In the records that follow, find each line with "static" and pull it out.

# Extracted material
◇ ◇ ◇

//! Helpers for parsing and pretty printing.

use std::{fmt, ops::Range};

use pretty::RcDoc;
use winnow::{
    LocatingSlice, ModalResult, Parser,
    ascii::{multispace0, till_line_ending},
    combinator::repeat,
    error::{StrContext, StrContextValue},
    token::take_while,
};

/// Trait for types which can be pretty-printed
pub trait ToDoc {
    /// Produce an `RcDoc` for pretty-printing.
    fn to_doc(&self) -> RcDoc<'_>;
}

/// Trait for types which can be parsed
pub trait HasParser: Sized {
    /// Parse an element of this type.
    fn parser(input: &mut LocatingSlice<&str>) -> ModalResult<Self>;
}

/// Wraps data of type `T` in a span of type `S`, locating it in the source text.
/// The span is ignored when printing.
#[derive(Clone, Debug, PartialEq)]
pub struct Spanned<S, T> {
    /// Wrapped data
    pub inner: T,
    /// Text span
    pub span: S,
}

impl<S, T: ToDoc> ToDoc for Spanned<S, T> {
    fn to_doc(&self) -> RcDoc<'_> {
        self.inner.to_doc()
    }
}

impl<T: HasParser> HasParser for Spanned<Range<usize>, T> {
    fn parser(input: &mut LocatingSlice<&str>) -> ModalResult<Self> {
        T::parser
            .with_span()
            .map(|(inner, span)| Spanned { inner, span })
            .parse_next(input)
    }
}

/// Parse any amount of whitespace and `//` line comments.
pub fn comment(input: &mut LocatingSlice<&str>) -> ModalResult<()> {
    (
        multispace0,
        repeat::<_, _, (), _, _>(0.., ("//", till_line_ending, multispace0).value(())),
    )
        .parse_next(input)?;
    Ok(())
}

/// The name of a variable (a tensor dimension) or of a `let` binding.
#[derive(Clone, Debug, PartialEq, Eq, PartialOrd, Ord, Hash)]
pub struct Name(String);

impl Name {
    /// Create a name from a string.
    pub fn new(name: impl Into<String>) -> Self {
        Name(name.into())
    }

    /// The underlying string.
    pub fn as_str(&self) -> &str {
        &self.0
    }
}

impl From<&str> for Name {
    fn from(value: &str) -> Self {
        Name::new(value)
    }
}

impl fmt::Display for Name {
    fn fmt(&self, f: &mut fmt::Formatter<'_>) -> fmt::Result {
        f.write_str(&self.0)
    }
}

impl ToDoc for Name {
    fn to_doc(&self) -> RcDoc<'_> {
        RcDoc::text(self.0.as_str())
    }
}

impl HasParser for Name {
    fn parser(input: &mut LocatingSlice<&str>) -> ModalResult<Self> {
        take_while(1.., |c: char| c.is_ascii_alphanumeric() || c == '_')
            .map(|s: &str| Name(s.to_owned()))
            .context(StrContext::Label("identifier"))
            .context(StrContext::Expected(StrContextValue::Description(
                "alphanumeric string",
            )))
            .parse_next(input)
    }
}
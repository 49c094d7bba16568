//! Checking raw syntax against an environment of `let` bindings.

use std::collections::HashMap;

use thiserror::Error;

use crate::{error::TermError, term::Term, text::Name};

/// Errors raised while turning raw syntax into terms.
#[derive(Clone, Debug, Error)]
pub enum CheckError<S> {
    /// A name that no earlier `let` binds.
    #[error("unknown symbol `{name}`")]
    UnknownSymbol {
        /// The name as written
        name: Name,
        /// Where it was written
        span: S,
    },
    /// Building a term failed.
    #[error("{error}")]
    Term {
        /// What went wrong
        error: TermError,
        /// The offending term
        span: S,
    },
}

impl<S> CheckError<S> {
    /// Location of the error in the source text.
    pub fn span(&self) -> &S {
        match self {
            CheckError::UnknownSymbol { span, .. } | CheckError::Term { span, .. } => span,
        }
    }
}

/// Terms bound by `let`, by name.
#[derive(Clone, Debug, Default)]
pub struct Env(pub(crate) HashMap<Name, Term>);

impl Env {
    /// Look up a bound name.
    pub fn get(&self, name: &Name) -> Option<&Term> {
        self.0.get(name)
    }
}
//! Associative operators used as the "sum" and "product" of a contraction.

use std::fmt;

use pretty::RcDoc;
use winnow::{
    LocatingSlice, ModalResult, Parser,
    combinator::alt,
    error::{StrContext, StrContextValue},
};

use crate::{
    domain::Domain,
    text::{HasParser, ToDoc},
};

/// A commutative, associative binary operator on reals.
///
/// Operators are identified by tag rather than by function pointer so that
/// they can key base-rule dispatch.
#[derive(Clone, Copy, Debug, PartialEq, Eq, Hash)]
pub enum AssocOp {
    /// `x + y`
    Add,
    /// `x * y`
    Mul,
    /// `max(x, y)`
    Max,
    /// `min(x, y)`
    Min,
    /// `log(exp(x) + exp(y))`
    LogAddExp,
}

impl AssocOp {
    /// All operators, in parsing order.
    pub const ALL: [AssocOp; 5] = [
        AssocOp::Add,
        AssocOp::Mul,
        AssocOp::Max,
        AssocOp::Min,
        AssocOp::LogAddExp,
    ];

    /// Apply the operator.
    pub fn apply(self, x: f64, y: f64) -> f64 {
        match self {
            AssocOp::Add => x + y,
            AssocOp::Mul => x * y,
            AssocOp::Max => x.max(y),
            AssocOp::Min => x.min(y),
            AssocOp::LogAddExp => log_add_exp(x, y),
        }
    }

    /// The identity element, used to seed reductions.
    pub fn identity(self) -> f64 {
        match self {
            AssocOp::Add => 0.0,
            AssocOp::Mul => 1.0,
            AssocOp::Max | AssocOp::LogAddExp => f64::NEG_INFINITY,
            AssocOp::Min => f64::INFINITY,
        }
    }

    /// Whether `self` distributes over `prod`, i.e. the pair forms a semiring
    /// and `self`-reductions may be pushed through `prod`.
    pub fn distributes_over(self, prod: AssocOp) -> bool {
        matches!(
            (self, prod),
            (AssocOp::Add, AssocOp::Mul)
                | (AssocOp::LogAddExp, AssocOp::Add)
                | (AssocOp::Max, AssocOp::Add)
                | (AssocOp::Min, AssocOp::Add)
                | (AssocOp::Max, AssocOp::Min)
                | (AssocOp::Min, AssocOp::Max)
        )
    }

    /// Domain of `op(x, y)` for operands of domains `x` and `y`.
    /// Only `max` and `min` can preserve an integer domain.
    pub fn result_domain(self, x: Domain, y: Domain) -> Domain {
        match self {
            AssocOp::Max | AssocOp::Min if x == y => x,
            _ => Domain::Real,
        }
    }

    /// Domain of a reduction under this operator of values in `domain`.
    pub fn reduce_domain(self, domain: Domain) -> Domain {
        self.result_domain(domain, domain)
    }

    /// Name used in the surface syntax.
    pub fn name(self) -> &'static str {
        match self {
            AssocOp::Add => "add",
            AssocOp::Mul => "mul",
            AssocOp::Max => "max",
            AssocOp::Min => "min",
            AssocOp::LogAddExp => "logaddexp",
        }
    }
}

fn log_add_exp(x: f64, y: f64) -> f64 {
    if x == f64::NEG_INFINITY {
        return y;
    }
    if y == f64::NEG_INFINITY {
        return x;
    }
    let (hi, lo) = if x >= y { (x, y) } else { (y, x) };
    hi + (lo - hi).exp().ln_1p()
}

impl fmt::Display for AssocOp {
    fn fmt(&self, f: &mut fmt::Formatter<'_>) -> fmt::Result {
        f.write_str(self.name())
    }
}

impl ToDoc for AssocOp {
    fn to_doc(&self) -> RcDoc<'_> {
        RcDoc::text(self.name())
    }
}

impl HasParser for AssocOp {
    fn parser(input: &mut LocatingSlice<&str>) -> ModalResult<Self> {
        alt((
            "add".value(AssocOp::Add),
            "mul".value(AssocOp::Mul),
            "max".value(AssocOp::Max),
            "min".value(AssocOp::Min),
            "logaddexp".value(AssocOp::LogAddExp),
        ))
        .context(StrContext::Label("operator"))
        .context(StrContext::Expected(StrContextValue::Description(
            "one of add, mul, max, min, logaddexp",
        )))
        .parse_next(input)
    }
}

#[cfg(test)]
mod tests {
    use super::*;

    #[test]
    fn identities_are_neutral() {
        for op in AssocOp::ALL {
            for x in [-3.5, 0.0, 2.0, 7.25] {
                assert!((op.apply(op.identity(), x) - x).abs() < 1e-12, "{op} {x}");
            }
        }
    }

    #[test]
    fn log_add_exp_matches_definition() {
        let got = AssocOp::LogAddExp.apply(1.0, 2.0);
        let want = (1f64.exp() + 2f64.exp()).ln();
        assert!((got - want).abs() < 1e-12);
        assert_eq!(
            AssocOp::LogAddExp.apply(f64::NEG_INFINITY, f64::NEG_INFINITY),
            f64::NEG_INFINITY
        );
    }

    #[test]
    fn semiring_pairs() {
        assert!(AssocOp::Add.distributes_over(AssocOp::Mul));
        assert!(AssocOp::LogAddExp.distributes_over(AssocOp::Add));
        assert!(!AssocOp::Mul.distributes_over(AssocOp::Add));
        assert!(!AssocOp::Add.distributes_over(AssocOp::Add));
    }
}
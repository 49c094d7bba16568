//! Strategies and comparison helpers shared by the integration tests.
#![allow(dead_code)]

use std::collections::BTreeSet;

use proptest::prelude::*;
use sumprod::{
    domain::{Domain, Inputs},
    ops::AssocOp,
    tensor::Tensor,
    text::Name,
};

/// Inputs with the given names and sizes, in order.
pub fn inputs(dims: &[(&str, usize)]) -> Inputs {
    dims.iter()
        .map(|(n, s)| (Name::from(*n), Domain::Bint(*s)))
        .collect()
}

/// A real tensor over `dims` with entries `f(index)`.
pub fn tensor(dims: &[(&str, usize)], f: impl Fn(&[usize]) -> f64) -> Tensor {
    Tensor::from_fn(inputs(dims), Domain::Real, f).unwrap()
}

/// Equal up to rounding; equal infinities count as close.
pub fn close(a: f64, b: f64) -> bool {
    a == b || (a - b).abs() <= 1e-9 * (1.0 + a.abs().max(b.abs()))
}

/// Whether two tensors hold the same entries, matching dimensions by name.
pub fn tensors_close(a: &Tensor, b: &Tensor) -> bool {
    let names = |t: &Tensor| t.inputs().keys().cloned().collect::<BTreeSet<_>>();
    if names(a) != names(b) {
        return false;
    }
    a.entries().into_iter().all(|(index, value)| {
        let named: Vec<(&str, usize)> = a
            .inputs()
            .keys()
            .map(Name::as_str)
            .zip(index.iter().copied())
            .collect();
        b.at(&named).is_some_and(|other| close(value, other))
    })
}

#[track_caller]
pub fn assert_tensors_close(a: &Tensor, b: &Tensor) {
    assert!(tensors_close(a, b), "tensors differ:\n{a:?}\n{b:?}");
}

/// A real tensor over `dims` with entries in `-3..3`.
pub fn arb_tensor(dims: Vec<(&'static str, usize)>) -> impl Strategy<Value = Tensor> {
    let len: usize = dims.iter().map(|(_, s)| s).product();
    proptest::collection::vec(-3.0f64..3.0, len)
        .prop_map(move |data| Tensor::new(inputs(&dims), Domain::Real, data).unwrap())
}

/// Operands `lhs(i, j)` and `rhs(j, k)` of random small sizes.
pub fn arb_operands() -> impl Strategy<Value = (Tensor, Tensor)> {
    (1usize..4, 1usize..4, 1usize..4).prop_flat_map(|(i, j, k)| {
        (
            arb_tensor(vec![("i", i), ("j", j)]),
            arb_tensor(vec![("j", j), ("k", k)]),
        )
    })
}

/// A `(sum, product)` pair where the sum distributes over the product.
pub fn arb_semiring() -> impl Strategy<Value = (AssocOp, AssocOp)> {
    prop_oneof![
        Just((AssocOp::Add, AssocOp::Mul)),
        Just((AssocOp::LogAddExp, AssocOp::Add)),
        Just((AssocOp::Max, AssocOp::Add)),
        Just((AssocOp::Min, AssocOp::Add)),
        Just((AssocOp::Max, AssocOp::Min)),
    ]
}
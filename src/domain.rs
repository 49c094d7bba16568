//! Value domains of inputs and outputs.

use std::{collections::BTreeSet, fmt};

use indexmap::IndexMap;
use pretty::RcDoc;

use crate::text::{Name, ToDoc};

/// The domain of a free variable or of the value a term produces.
#[derive(Clone, Copy, Debug, PartialEq, Eq, Hash)]
pub enum Domain {
    /// Real numbers.
    Real,
    /// Bounded integers `0..n`.
    Bint(usize),
}

impl Domain {
    /// Number of values in a bounded domain, `None` for reals.
    pub fn size(self) -> Option<usize> {
        match self {
            Domain::Real => None,
            Domain::Bint(n) => Some(n),
        }
    }
}

impl fmt::Display for Domain {
    fn fmt(&self, f: &mut fmt::Formatter<'_>) -> fmt::Result {
        match self {
            Domain::Real => write!(f, "real"),
            Domain::Bint(n) => write!(f, "bint({n})"),
        }
    }
}

impl ToDoc for Domain {
    fn to_doc(&self) -> RcDoc<'_> {
        RcDoc::as_string(self)
    }
}

/// Free variables of a term with their domains, in insertion order.
pub type Inputs = IndexMap<Name, Domain>;

/// A set of variable names.
pub type VarSet = BTreeSet<Name>;

/// Build a `VarSet` from anything name-like.
pub fn var_set<N: Into<Name>>(names: impl IntoIterator<Item = N>) -> VarSet {
    names.into_iter().map(Into::into).collect()
}

/// Merge `other` into `inputs`, keeping first-seen order.
/// Returns the offending name and both domains on a clash.
pub(crate) fn merge_inputs(
    inputs: &mut Inputs,
    other: &Inputs,
) -> Result<(), (Name, Domain, Domain)> {
    for (name, domain) in other {
        match inputs.get(name) {
            Some(existing) if existing != domain => {
                return Err((name.clone(), *existing, *domain));
            }
            Some(_) => {}
            None => {
                inputs.insert(name.clone(), *domain);
            }
        }
    }
    Ok(())
}

pub(crate) fn fmt_vars<'a>(names: impl IntoIterator<Item = &'a Name>) -> String {
    names
        .into_iter()
        .map(Name::as_str)
        .collect::<Vec<_>>()
        .join(", ")
}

◇ ◇ ◇

# Output of the exercise
    pub fn name(self) -> &'static str {
pub fn arb_tensor(dims: Vec<(&'static str, usize)>) -> impl Strategy<Value = Tensor> {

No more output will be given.